Originally Posted by Emrikol
My point was that most games don't even give you the option of anything but death when you hit zero HP, so you're already ahead in D&D. Yeah, most games also give you very easy ways to rez too, so it remains to be seen how balanced it is between how easy it is to die vs how it easy it is to rez. Rezzing needs to be challenging enough to not make dying trivial, though (as is far too often the case).

Ideally, AI should use tactics a human would. Creatures don't go unconscious, but if they did, you know we likely wouldn't leave them there to finish them off after the fight, lest they get revived. The AI shouldn't either. However, it is fair to perhaps give us more options to protect a fallen party member than just get them up with 1 HP, such as by being able to drag them away or shield them.

As for having to waste your turn or whatever to tend to someone who went down because they are going to get killed very soon if you don't, I don't see the problem. In fact, I think it lends a lot of excitement. You need to adjust your plan for the unexpected. Getting to someone's defense, whether that means leaving off your present opponent to take on others, navigating to avoid attacks of opportunity, using spells or scrolls you didn't intend to have to use, or any number of things is just part of the overall experience.

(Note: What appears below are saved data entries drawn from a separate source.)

//! All error types for the polyglot crate.
//!
//! [`Error`] is raised by parsers and exporters for format-level failures.
//! [`ServiceError`] is the taxonomy surfaced by [`crate::ResourceFileService`].

use thiserror::Error;
use uuid::Uuid;

use crate::store::StoreError;

#[derive(Error, Debug)]
pub enum Error {
    #[error("unknown format `{0}`")]
    UnknownFormat(String),

    #[error("parse error: {0}")]
    Parse(#[from] serde_json::Error),

    #[error("XML parse error: {0}")]
    XmlParse(#[from] quick_xml::Error),

    #[error("I/O error: {0}")]
    Io(#[from] std::io::Error),

    #[error("invalid data: {0}")]
    DataMismatch(String),

    #[error("invalid resource: {0}")]
    InvalidResource(String),
}

/// Errors returned by the upload and download pipelines.
#[derive(Error, Debug)]
pub enum ServiceError {
    #[error("{entity} `{id}` not found")]
    NotFound { entity: &'static str, id: Uuid },

    #[error("unsupported file format: {0}")]
    UnsupportedFormat(String),

    #[error("a file named `{name}` already exists for this component")]
    Conflict { name: String },

    #[error("file parsing failed: {0}")]
    Parse(#[source] Error),

    #[error("no translation entries found in `{0}`")]
    EmptyFile(String),

    #[error("no exporter available for format `{0}`")]
    DownloadFormatUnavailable(String),

    #[error("export failed: {0}")]
    Export(#[source] Error),

    #[error("operation cancelled")]
    Cancelled,

    #[error("store error: {0}")]
    Store(#[from] StoreError),
}

impl ServiceError {
    pub(crate) fn component_not_found(id: Uuid) -> Self {
        ServiceError::NotFound {
            entity: "component",
            id,
        }
    }

    pub(crate) fn resource_file_not_found(id: Uuid) -> Self {
        ServiceError::NotFound {
            entity: "resource file",
            id,
        }
    }

    /// Whether the error was caused by the caller's input rather than the store.
    pub fn is_client_error(&self) -> bool {
        !matches!(self, ServiceError::Store(_) | ServiceError::Export(_))
    }
}

#[cfg(test)]
mod tests {
    use super::*;
    use std::io;

    #[test]
    fn test_unknown_format_error() {
        let error = Error::UnknownFormat("invalid_format".to_string());
        assert_eq!(error.to_string(), "unknown format `invalid_format`");
    }

    #[test]
    fn test_parse_error() {
        let json_error = serde_json::from_str::<serde_json::Value>("{ invalid json }").unwrap_err();
        let error = Error::Parse(json_error);
        assert!(error.to_string().contains("parse error"));
    }

    #[test]
    fn test_io_error() {
        let io_error = io::Error::new(io::ErrorKind::InvalidData, "stream did not contain valid UTF-8");
        let error = Error::Io(io_error);
        assert!(error.to_string().contains("I/O error"));
    }

    #[test]
    fn test_invalid_resource_error() {
        let error = Error::InvalidResource("arrays are not supported".to_string());
        assert_eq!(
            error.to_string(),
            "invalid resource: arrays are not supported"
        );
    }

    #[test]
    fn test_not_found_messages() {
        let id = Uuid::nil();
        assert_eq!(
            ServiceError::component_not_found(id).to_string(),
            format!("component `{id}` not found")
        );
        assert_eq!(
            ServiceError::resource_file_not_found(id).to_string(),
            format!("resource file `{id}` not found")
        );
    }

    #[test]
    fn test_parse_error_keeps_source() {
        use std::error::Error as _;

        let inner = Error::DataMismatch("bad".to_string());
        let error = ServiceError::Parse(inner);
        assert!(error.to_string().starts_with("file parsing failed"));
        assert!(error.source().is_some());
    }

    #[test]
    fn test_service_error_display_is_never_empty() {
        let errors = vec![
            ServiceError::UnsupportedFormat(".unsupported".to_string()),
            ServiceError::Conflict {
                name: "test.json".to_string(),
            },
            ServiceError::EmptyFile("test.po".to_string()),
            ServiceError::DownloadFormatUnavailable(".csv".to_string()),
            ServiceError::Cancelled,
        ];

        for error in errors {
            assert!(!error.to_string().is_empty());
            assert!(error.is_client_error());
        }
    }
}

What I was saying, and I think I wrote it unclearly, was that if you are an enemy and you have 3 greatsword attacks, then attacking an unconscious bard to finish him off instead of immediately turning to the wizard who is about to cast disintegrate on you wouldnt be the smartest thing to do. If enemies ran to heal unconscious buddies, I would abuse the hell out of that. Every person they bring back up to 4 hp is an attack they didnt make on me and a fireball i got to cast on them. That is why I was saying the economy is so tilted. 20 goblins with 1 hp all get a full attack turn. You losing one person, over and over, where you lost your turn helping them, and they lost it getting back up, just took 50% of your team away for 2 rounds. NPCs have a big advantage in the fact they are 100% until dead, and then no one cares. You set up encounters specifically to be attrition battles. Its not the first battle thats hard, its the 3rd, and then you dont have time to rest before you fight the boss. Thats why they are at the end of the dungeon, you have a hard time sleeping without getting jumped and losing almost as many resources as you just got and now you have to fight something powerful that is going to go full force until they die, cursing you with their last breath.

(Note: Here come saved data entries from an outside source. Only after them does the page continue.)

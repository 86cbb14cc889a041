//! Core types for polyglot.
//! Parsers decode into [`TranslationFileParseResult`]; exporters serialize
//! [`TranslatableResource`]s and their [`ResourceTranslation`]s.

use chrono::{DateTime, Utc};
use serde::{Deserialize, Serialize};
use uuid::Uuid;

/// One (key, value, language) triple found in a translation file.
#[derive(Debug, Clone, PartialEq, Eq, Deserialize, Serialize)]
pub struct TranslationEntry {
    /// Resource key. Never empty.
    pub key: String,
    pub value: String,
    /// Language declared in-band by the file, if any.
    pub language: Option<String>,
    /// Translator comment attached to the entry (RESX `<comment>`, PO `#.`, XLIFF `<note>`).
    #[serde(skip_serializing_if = "Option::is_none")]
    #[serde(default)]
    pub description: Option<String>,
}

impl TranslationEntry {
    pub fn new(key: impl Into<String>, value: impl Into<String>) -> Self {
        TranslationEntry {
            key: key.into(),
            value: value.into(),
            language: None,
            description: None,
        }
    }

    pub fn with_language(mut self, language: Option<String>) -> Self {
        self.language = language;
        self
    }

    pub fn with_description(mut self, description: Option<String>) -> Self {
        self.description = description.filter(|d| !d.is_empty());
        self
    }
}

/// Everything a parser extracted from one file.
#[derive(Debug, Clone, Default, PartialEq, Eq, Deserialize, Serialize)]
pub struct TranslationFileParseResult {
    /// Language codes detected in the file, in order of first appearance.
    pub languages: Vec<String>,
    /// Entries in source-file order.
    pub entries: Vec<TranslationEntry>,
}

impl TranslationFileParseResult {
    pub fn new() -> Self {
        Self::default()
    }

    /// Records a detected language once.
    pub fn add_language(&mut self, language: &str) {
        if !language.is_empty() && !self.languages.iter().any(|l| l == language) {
            self.languages.push(language.to_string());
        }
    }

    /// Adds an entry, dropping it when its key is empty.
    pub fn push(&mut self, entry: TranslationEntry) {
        if !entry.key.is_empty() {
            self.entries.push(entry);
        }
    }

    pub fn is_empty(&self) -> bool {
        self.entries.is_empty()
    }

    /// Distinct keys in first-appearance order.
    pub fn keys(&self) -> Vec<&str> {
        let mut keys: Vec<&str> = Vec::new();
        for entry in &self.entries {
            if !keys.contains(&entry.key.as_str()) {
                keys.push(&entry.key);
            }
        }
        keys
    }

    /// Finds the value recorded for `key` in `language` (`None` matches untagged entries).
    pub fn value_of(&self, key: &str, language: Option<&str>) -> Option<&str> {
        self.entries
            .iter()
            .find(|e| e.key == key && e.language.as_deref() == language)
            .map(|e| e.value.as_str())
    }
}

#[derive(Debug, Clone, PartialEq, Eq, Deserialize, Serialize)]
pub struct Solution {
    pub id: Uuid,
    pub code: String,
    pub name: String,
}

#[derive(Debug, Clone, PartialEq, Eq, Deserialize, Serialize)]
pub struct Project {
    pub id: Uuid,
    pub solution_id: Uuid,
    pub code: String,
    pub name: String,
}

#[derive(Debug, Clone, PartialEq, Eq, Deserialize, Serialize)]
pub struct Component {
    pub id: Uuid,
    pub project_id: Uuid,
    pub code: String,
    pub name: String,
}

/// A language (or variant) that a solution needs translations for.
#[derive(Debug, Clone, PartialEq, Eq, Deserialize, Serialize)]
pub struct TranslationNeed {
    pub id: Uuid,
    pub solution_id: Uuid,
    /// Language code, e.g. `fr` or `en-US`.
    pub code: String,
    pub label: String,
    pub is_default: bool,
}

/// One uploaded translation file.
#[derive(Debug, Clone, PartialEq, Eq, Deserialize, Serialize)]
pub struct ResourceFile {
    pub id: Uuid,
    /// File name, unique within the component.
    pub name: String,
    /// Storage path. Always empty: uploaded bytes are not kept.
    pub path: String,
    pub project_id: Uuid,
    pub component_id: Uuid,
}

/// A localizable string identified by its key within a resource file.
#[derive(Debug, Clone, PartialEq, Eq, Deserialize, Serialize)]
pub struct TranslatableResource {
    pub id: Uuid,
    pub resource_file_id: Uuid,
    pub key: String,
    pub source_value: String,
    pub description: Option<String>,
}

/// The value of a resource in one translation need.
#[derive(Debug, Clone, PartialEq, Eq, Deserialize, Serialize)]
pub struct ResourceTranslation {
    pub id: Uuid,
    pub translatable_resource_id: Uuid,
    pub translation_need_id: Uuid,
    /// Code of the referenced translation need.
    pub language: String,
    /// Value trusted for export.
    pub validated_value: Option<String>,
    pub suggested_value: Option<String>,
    pub status: String,
    pub last_modified_date: DateTime<Utc>,
}

impl ResourceTranslation {
    /// The validated value, treating an empty string as missing.
    pub fn exportable_value(&self) -> Option<&str> {
        self.validated_value.as_deref().filter(|v| !v.is_empty())
    }
}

When I DM, again, these are 6 second rounds technically. This is fast paced combat and a rangers bear charging towards you, or a shadow rising behind a tiefling as satan starts channeling energy into their body is going to be a lot more concern than a cross-eyed wizard on the ground who just crapped his robes from being body-slammed so hard. Part of DMing is the narrative you weave in combat after a player's turn. "Ok, Tempest, youre up. You look across the battlefield and see Ardin stumbling back after the orc just slammed his axe into his shield, and theyre squaring off. To your right you see 2 goblins that are drawing their bows and starting to aim towards you. What are you going to do?" that kind of "this is realtime, this is happening now" narrative usually precludes "ok, ill ignore the people about to shoot me or helping ardin and make a dagger poke at this guy to finish him off."

Most of the time, in a constant time flow narrative, it doesn't make sense as the likely reaction given the rapidly evolving circumstances. I say this based on having dialed in which enemies to do what. A goblin wouldn't know that the arrow to the chest merely knocked them out, theyd probably think theyre dead. A lich can sense life, he wants your soul. And then the things inbetween. Players have exclaimed "What? Why would they do that?" in circumstances where I was testing their threshold for that and its hard to justify someone knowing the difference between down and dead in a combat scenario.

Last edited by Orbax; 12/10/20 11:44 PM.